In the case of your cat, it will feel oh so much better coming back inside where it is warm.
cw - more cold here but warming up this week. Only one more month of the really bad stuff. Prairie sunshine is the best!!!☀️
send - you are right - going outside makes you feel better. Tell my cat that at 25 below!
This year I decided that I am avoiding really low temps. Previous years I have not liked them but put up with them if I had to go out. This year is different. I will do what I have to do to stay inside - like colour and cut my own hair. Thankfully the dinner theatre night was not really cold. All part of getting older.
You don't need to feel better to go outside.
You need to go outside to feel better.
I’ve got the crock pot on today for nice hot meal to reheat tomorrow . Will be shoveling on and off all day , I’m sure .
Typos ??? What typos ? 😂 I’m not the typo police .
I’m glad you have been having some fun times , but sorry about how you suffer as well . I hope you feel better soon.
Glad your grandson is ok too.
It is fun to go to events with others . We recently went to a hockey game with our kids.
One of G's grandsons have shot up 6 inches (age 13 and tall people in his family), My youngest grandson had an appendix rupture and just got out of hospital on Saturday.
However It all worked out pretty well. I may try to do the dinner theatre family thing once a year. it's a good way to get everyone together and we go fairly regularly anyway.
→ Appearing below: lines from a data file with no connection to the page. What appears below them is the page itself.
//! Signal records and their normalization.
//!
//! Snapshot entries and push payloads arrive as loosely shaped JSON. Two
//! producers disagree on the direction field name (`direction` vs `signal`),
//! so both are accepted with a fixed precedence: `direction` first, then
//! `signal`. Everything downstream only ever sees `SignalRecord`.

use chrono::{DateTime, Utc};
use serde::{Deserialize, Serialize};
use serde_json::Value;
use tracing::debug;

use crate::error::{CoreError, Result};
use crate::types::{Direction, SignalTime};

/// Raw signal entry as sent by the server.
#[derive(Debug, Clone, Default, Deserialize)]
pub struct RawSignal {
    #[serde(default)]
    pub symbol: Option<String>,
    #[serde(default)]
    pub direction: Option<String>,
    #[serde(default)]
    pub signal: Option<String>,
    /// Opaque label; non-string values are kept as their JSON text.
    #[serde(default)]
    pub timeframe: Option<Value>,
    #[serde(default)]
    pub time: Option<Value>,
    /// Producer confidence (0-100), optional. Display only, so unusable
    /// values are dropped rather than failing the record.
    #[serde(default)]
    pub confidence: Option<Value>,
}

impl RawSignal {
    /// Parse a raw JSON value.
    pub fn from_value(raw: &Value) -> Result<Self> {
        if !raw.is_object() {
            return Err(CoreError::InvalidRecord(format!(
                "expected object, got {}",
                json_kind(raw)
            )));
        }
        Self::deserialize(raw).map_err(|e| CoreError::InvalidRecord(e.to_string()))
    }

    /// Convert into a validated record stamped with `received_at`.
    pub fn into_record(self, received_at: DateTime<Utc>) -> Result<SignalRecord> {
        let symbol = self
            .symbol
            .map(|s| s.trim().to_string())
            .filter(|s| !s.is_empty())
            .ok_or_else(|| CoreError::InvalidRecord("missing symbol".to_string()))?;

        let direction = match (self.direction.as_deref(), self.signal.as_deref()) {
            (Some(d), _) => d.parse::<Direction>()?,
            (None, Some(s)) => s.parse::<Direction>()?,
            (None, None) => {
                return Err(CoreError::InvalidRecord(format!(
                    "{symbol}: missing direction/signal"
                )))
            }
        };

        let signal_time = self
            .time
            .as_ref()
            .and_then(signal_time_from_value)
            .ok_or_else(|| CoreError::InvalidRecord(format!("{symbol}: missing time")))?;

        let timeframe = match self.timeframe {
            None | Some(Value::Null) => String::new(),
            Some(Value::String(s)) => s,
            Some(other) => other.to_string(),
        };

        let confidence = match self.confidence {
            None | Some(Value::Null) => None,
            Some(value) => {
                let parsed = confidence_from_value(&value);
                if parsed.is_none() {
                    debug!(%symbol, confidence = %value, "Ignoring unusable confidence");
                }
                parsed
            }
        };

        Ok(SignalRecord {
            symbol,
            direction,
            timeframe,
            signal_time,
            received_at,
            confidence,
        })
    }
}

/// Integer epochs stay numeric; fractional epochs keep their JSON text so
/// the key stays hashable. Blank strings count as missing.
fn signal_time_from_value(value: &Value) -> Option<SignalTime> {
    match value {
        Value::Number(n) => match n.as_i64() {
            Some(v) => Some(SignalTime::Epoch(v)),
            None => Some(SignalTime::Text(n.to_string())),
        },
        Value::String(s) => {
            let trimmed = s.trim();
            (!trimmed.is_empty()).then(|| SignalTime::Text(trimmed.to_string()))
        }
        _ => None,
    }
}

fn confidence_from_value(value: &Value) -> Option<f64> {
    match value {
        Value::Number(n) => n.as_f64(),
        Value::String(s) => s.trim().trim_end_matches('%').trim().parse::<f64>().ok(),
        _ => None,
    }
    .filter(|c| c.is_finite())
}

/// Normalize one raw entry into a `SignalRecord`.
///
/// `received_at` is the caller's local clock reading; any timestamp in the
/// payload other than `time` is ignored.
pub fn normalize(raw: &Value, received_at: DateTime<Utc>) -> Result<SignalRecord> {
    RawSignal::from_value(raw)?.into_record(received_at)
}

fn json_kind(value: &Value) -> &'static str {
    match value {
        Value::Null => "null",
        Value::Bool(_) => "bool",
        Value::Number(_) => "number",
        Value::String(_) => "string",
        Value::Array(_) => "array",
        Value::Object(_) => "object",
    }
}

/// Identity of a signal event.
///
/// Two records with the same key describe the same event, regardless of
/// timeframe, confidence or when they were received.
#[derive(Debug, Clone, PartialEq, Eq, Hash)]
pub struct DedupKey {
    pub symbol: String,
    pub signal_time: SignalTime,
    pub direction: Direction,
}

/// One normalized trading signal observation. Immutable once built.
#[derive(Debug, Clone, PartialEq, Serialize)]
pub struct SignalRecord {
    symbol: String,
    direction: Direction,
    timeframe: String,
    signal_time: SignalTime,
    received_at: DateTime<Utc>,
    #[serde(skip_serializing_if = "Option::is_none")]
    confidence: Option<f64>,
}

impl SignalRecord {
    pub fn symbol(&self) -> &str {
        &self.symbol
    }

    pub fn direction(&self) -> Direction {
        self.direction
    }

    pub fn timeframe(&self) -> &str {
        &self.timeframe
    }

    pub fn signal_time(&self) -> &SignalTime {
        &self.signal_time
    }

    pub fn received_at(&self) -> DateTime<Utc> {
        self.received_at
    }

    pub fn confidence(&self) -> Option<f64> {
        self.confidence
    }

    /// Dedup key `(symbol, signal_time, direction)`.
    pub fn key(&self) -> DedupKey {
        DedupKey {
            symbol: self.symbol.clone(),
            signal_time: self.signal_time.clone(),
            direction: self.direction,
        }
    }

    /// Check identity against a key without allocating.
    pub fn matches(&self, key: &DedupKey) -> bool {
        self.direction == key.direction
            && self.signal_time == key.signal_time
            && self.symbol == key.symbol
    }

    /// Same record carrying an earlier receipt time.
    ///
    /// Used when a snapshot re-delivers a record that was already ingested.
    pub fn with_received_at(self, received_at: DateTime<Utc>) -> Self {
        Self {
            received_at,
            ..self
        }
    }
}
At my age you never know if there will be a next time...
Please keep us updated on your sis. I guess it's a waiting game right now till she gets bad enough for an NH. Poor nephew. God forbid I should ever do that to one of my kids. It shouldn't happen here with gov't supported facilities.
Way - I'm sorry that things are so difficult for your nephew. Seems to be a fault with the system. I hope he can hire good aides. This could go on for a while yet.
Eva sounds like a very nice place for your hub. I don't know that good care can ever be guaranteed. You just have to deal with it when the time comes.
Hothouse - I sure understand about unloading your feelings. I think a break would be a good idea. You are having a lot to deal with.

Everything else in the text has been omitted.